WHAT YOU HAVE TO DO>
Scan the records below for the line containing "self.traps = self.traps.without(signal);" and the line containing "assert_eq!(ctx.rounding, Rounding::HalfEven);". Copy both, plus every line between, exactly.

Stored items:
// ============================================================================
// Decimal Context
// Precision, rounding, and trap configuration for decimal arithmetic
// ============================================================================

use super::errors::{Signal, Signals};
use crate::error::{MoneyError, MoneyResult};
use rust_decimal::{Decimal, RoundingStrategy};

#[cfg(feature = "serde")]
use serde::{Deserialize, Serialize};

// ============================================================================
// Rounding Mode
// ============================================================================

/// How a value is rounded when digits have to be discarded.
#[derive(Debug, Clone, Copy, PartialEq, Eq, Hash, Default)]
#[cfg_attr(feature = "serde", derive(Serialize, Deserialize))]
pub enum Rounding {
    /// Away from zero
    Up,
    /// Toward zero (truncate)
    Down,
    /// Toward positive infinity
    Ceiling,
    /// Toward negative infinity
    Floor,
    /// Nearest, ties away from zero
    #[default]
    HalfUp,
    /// Nearest, ties toward zero
    HalfDown,
    /// Nearest, ties to the even neighbour (banker's rounding)
    HalfEven,
    /// Toward zero, unless the last kept digit would be 0 or 5, then away
    /// from zero
    ZeroFiveUp,
}

impl Rounding {
    fn strategy(self) -> RoundingStrategy {
        match self {
            Rounding::Up => RoundingStrategy::AwayFromZero,
            Rounding::Down | Rounding::ZeroFiveUp => RoundingStrategy::ToZero,
            Rounding::Ceiling => RoundingStrategy::ToPositiveInfinity,
            Rounding::Floor => RoundingStrategy::ToNegativeInfinity,
            Rounding::HalfUp => RoundingStrategy::MidpointAwayFromZero,
            Rounding::HalfDown => RoundingStrategy::MidpointTowardZero,
            Rounding::HalfEven => RoundingStrategy::MidpointNearestEven,
        }
    }

    /// Round `value` to `dp` decimal places.
    ///
    /// Values that already have `dp` or fewer places are returned unchanged.
    pub fn round_dp(self, value: Decimal, dp: u32) -> Decimal {
        let down = value.round_dp_with_strategy(dp, self.strategy());
        if self != Rounding::ZeroFiveUp || down == value {
            return down;
        }

        let mut truncated = down;
        truncated.rescale(dp);
        let last_digit = (truncated.mantissa() % 10).unsigned_abs();
        if last_digit == 0 || last_digit == 5 {
            value.round_dp_with_strategy(dp, RoundingStrategy::AwayFromZero)
        } else {
            down
        }
    }
}

// ============================================================================
// Context
// ============================================================================

/// Configuration for decimal operations.
///
/// Every operation rounds its result to `precision` significant digits with
/// `rounding`, and turns any raised signal contained in `traps` into an
/// error. Untrapped signals substitute the standard special value instead
/// (NaN for an invalid operation, a signed infinity for division by zero or
/// overflow).
#[derive(Debug, Clone, Copy, PartialEq, Eq)]
#[cfg_attr(feature = "serde", derive(Serialize, Deserialize))]
pub struct Context {
    /// Significant digits kept by arithmetic results (1..=28)
    pub precision: u32,

    /// Rounding applied when a result exceeds `precision`
    pub rounding: Rounding,

    /// Signals that abort the operation with an error
    pub traps: Signals,
}

impl Context {
    /// Largest precision the underlying 96-bit coefficient can hold
    pub const MAX_PRECISION: u32 = 28;

    /// Create a context with the default trap set
    pub fn new(precision: u32, rounding: Rounding) -> Self {
        Self {
            precision,
            rounding,
            ..Self::default()
        }
    }

    /// Builder method: Set precision
    pub fn with_precision(mut self, precision: u32) -> Self {
        self.precision = precision;
        self
    }

    /// Builder method: Set rounding mode
    pub fn with_rounding(mut self, rounding: Rounding) -> Self {
        self.rounding = rounding;
        self
    }

    /// Builder method: Trap an additional signal
    pub fn with_trap(mut self, signal: Signal) -> Self {
        self.traps = self.traps.with(signal);
        self
    }

    /// Builder method: Stop trapping a signal
    pub fn without_trap(mut self, signal: Signal) -> Self {
        self.traps = self.traps.without(signal);
        self
    }

    /// Builder method: Replace the whole trap set
    pub fn with_traps(mut self, traps: Signals) -> Self {
        self.traps = traps;
        self
    }

    /// Validate the configuration
    pub fn validate(&self) -> MoneyResult<()> {
        if self.precision == 0 || self.precision > Self::MAX_PRECISION {
            return Err(MoneyError::InvalidContext(format!(
                "precision must be between 1 and {}, got {}",
                Self::MAX_PRECISION,
                self.precision
            )));
        }
        Ok(())
    }

    /// Returns the first raised signal that is trapped, if any.
    pub(crate) fn check(&self, raised: Signals) -> Result<(), Signal> {
        match raised.iter().find(|s| self.traps.contains(*s)) {
            Some(signal) => Err(signal),
            None => Ok(()),
        }
    }
}

impl Default for Context {
    fn default() -> Self {
        Self {
            precision: Self::MAX_PRECISION,
            rounding: Rounding::HalfEven,
            traps: Signals::EMPTY
                .with(Signal::InvalidOperation)
                .with(Signal::DivisionByZero)
                .with(Signal::Overflow),
        }
    }
}

// ============================================================================
// Preset Contexts
// ============================================================================

impl Context {
    /// Nine digits, half-up rounding, every signal trapped
    pub fn basic() -> Self {
        Self {
            precision: 9,
            rounding: Rounding::HalfUp,
            traps: Signals::ALL,
        }
    }

    /// Full precision, half-even rounding, nothing trapped
    pub fn extended() -> Self {
        Self {
            precision: Self::MAX_PRECISION,
            rounding: Rounding::HalfEven,
            traps: Signals::EMPTY,
        }
    }
}

#[cfg(test)]
mod tests {
    use super::*;
    use rust_decimal_macros::dec;

    #[test]
    fn test_default_context() {
        let ctx = Context::default();
        assert_eq!(ctx.precision, 28);
        assert_eq!(ctx.rounding, Rounding::HalfEven);
        assert!(ctx.traps.contains(Signal::DivisionByZero));
        assert!(!ctx.traps.contains(Signal::Inexact));
        assert!(ctx.validate().is_ok());
    }

    #[test]
    fn test_builder_pattern() {
        let ctx = Context::default()
            .with_precision(6)
            .with_rounding(Rounding::Floor)
            .with_trap(Signal::Inexact)
            .without_trap(Signal::Overflow);

        assert_eq!(ctx.precision, 6);
        assert_eq!(ctx.rounding, Rounding::Floor);
        assert!(ctx.traps.contains(Signal::Inexact));
        assert!(!ctx.traps.contains(Signal::Overflow));
    }

    #[test]
    fn test_validation() {
        assert!(Context::default().with_precision(0).validate().is_err());
        assert!(Context::default().with_precision(29).validate().is_err());
        assert!(Context::basic().validate().is_ok());
    }

    #[test]
    fn test_check_reports_trapped_only() {
        let ctx = Context::default();
        let raised = Signals::of(Signal::Inexact).with(Signal::Rounded);
        assert_eq!(ctx.check(raised), Ok(()));
        assert_eq!(
            ctx.check(raised.with(Signal::Overflow)),
            Err(Signal::Overflow)
        );
        assert_eq!(Context::extended().check(Signals::ALL), Ok(()));
    }

    #[test]
    fn test_rounding_modes() {
        let v = dec!(2.25);
        assert_eq!(Rounding::HalfUp.round_dp(v, 1), dec!(2.3));
        assert_eq!(Rounding::HalfDown.round_dp(v, 1), dec!(2.2));
        assert_eq!(Rounding::HalfEven.round_dp(v, 1), dec!(2.2));
        assert_eq!(Rounding::Up.round_dp(dec!(2.21), 1), dec!(2.3));
        assert_eq!(Rounding::Down.round_dp(dec!(2.29), 1), dec!(2.2));
        assert_eq!(Rounding::Ceiling.round_dp(dec!(-2.29), 1), dec!(-2.2));
        assert_eq!(Rounding::Floor.round_dp(dec!(-2.21), 1), dec!(-2.3));
    }

    #[test]
    fn test_zero_five_up() {
        // Truncation would leave a trailing 0 or 5, so round away instead
        assert_eq!(Rounding::ZeroFiveUp.round_dp(dec!(1.01), 1), dec!(1.1));
        assert_eq!(Rounding::ZeroFiveUp.round_dp(dec!(1.51), 1), dec!(1.6));
        assert_eq!(Rounding::ZeroFiveUp.round_dp(dec!(1.21), 1), dec!(1.2));
        // Exact values are untouched
        assert_eq!(Rounding::ZeroFiveUp.round_dp(dec!(1.5), 1), dec!(1.5));
    }
}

EXPECTED ANSWER>
        self.traps = self.traps.without(signal);
        self
    }

    /// Builder method: Replace the whole trap set
    pub fn with_traps(mut self, traps: Signals) -> Self {
        self.traps = traps;
        self
    }

    /// Validate the configuration
    pub fn validate(&self) -> MoneyResult<()> {
        if self.precision == 0 || self.precision > Self::MAX_PRECISION {
            return Err(MoneyError::InvalidContext(format!(
                "precision must be between 1 and {}, got {}",
                Self::MAX_PRECISION,
                self.precision
            )));
        }
        Ok(())
    }

    /// Returns the first raised signal that is trapped, if any.
    pub(crate) fn check(&self, raised: Signals) -> Result<(), Signal> {
        match raised.iter().find(|s| self.traps.contains(*s)) {
            Some(signal) => Err(signal),
            None => Ok(()),
        }
    }
}

impl Default for Context {
    fn default() -> Self {
        Self {
            precision: Self::MAX_PRECISION,
            rounding: Rounding::HalfEven,
            traps: Signals::EMPTY
                .with(Signal::InvalidOperation)
                .with(Signal::DivisionByZero)
                .with(Signal::Overflow),
        }
    }
}

// ============================================================================
// Preset Contexts
// ============================================================================

impl Context {
    /// Nine digits, half-up rounding, every signal trapped
    pub fn basic() -> Self {
        Self {
            precision: 9,
            rounding: Rounding::HalfUp,
            traps: Signals::ALL,
        }
    }

    /// Full precision, half-even rounding, nothing trapped
    pub fn extended() -> Self {
        Self {
            precision: Self::MAX_PRECISION,
            rounding: Rounding::HalfEven,
            traps: Signals::EMPTY,
        }
    }
}

#[cfg(test)]
mod tests {
    use super::*;
    use rust_decimal_macros::dec;

    #[test]
    fn test_default_context() {
        let ctx = Context::default();
        assert_eq!(ctx.precision, 28);
        assert_eq!(ctx.rounding, Rounding::HalfEven);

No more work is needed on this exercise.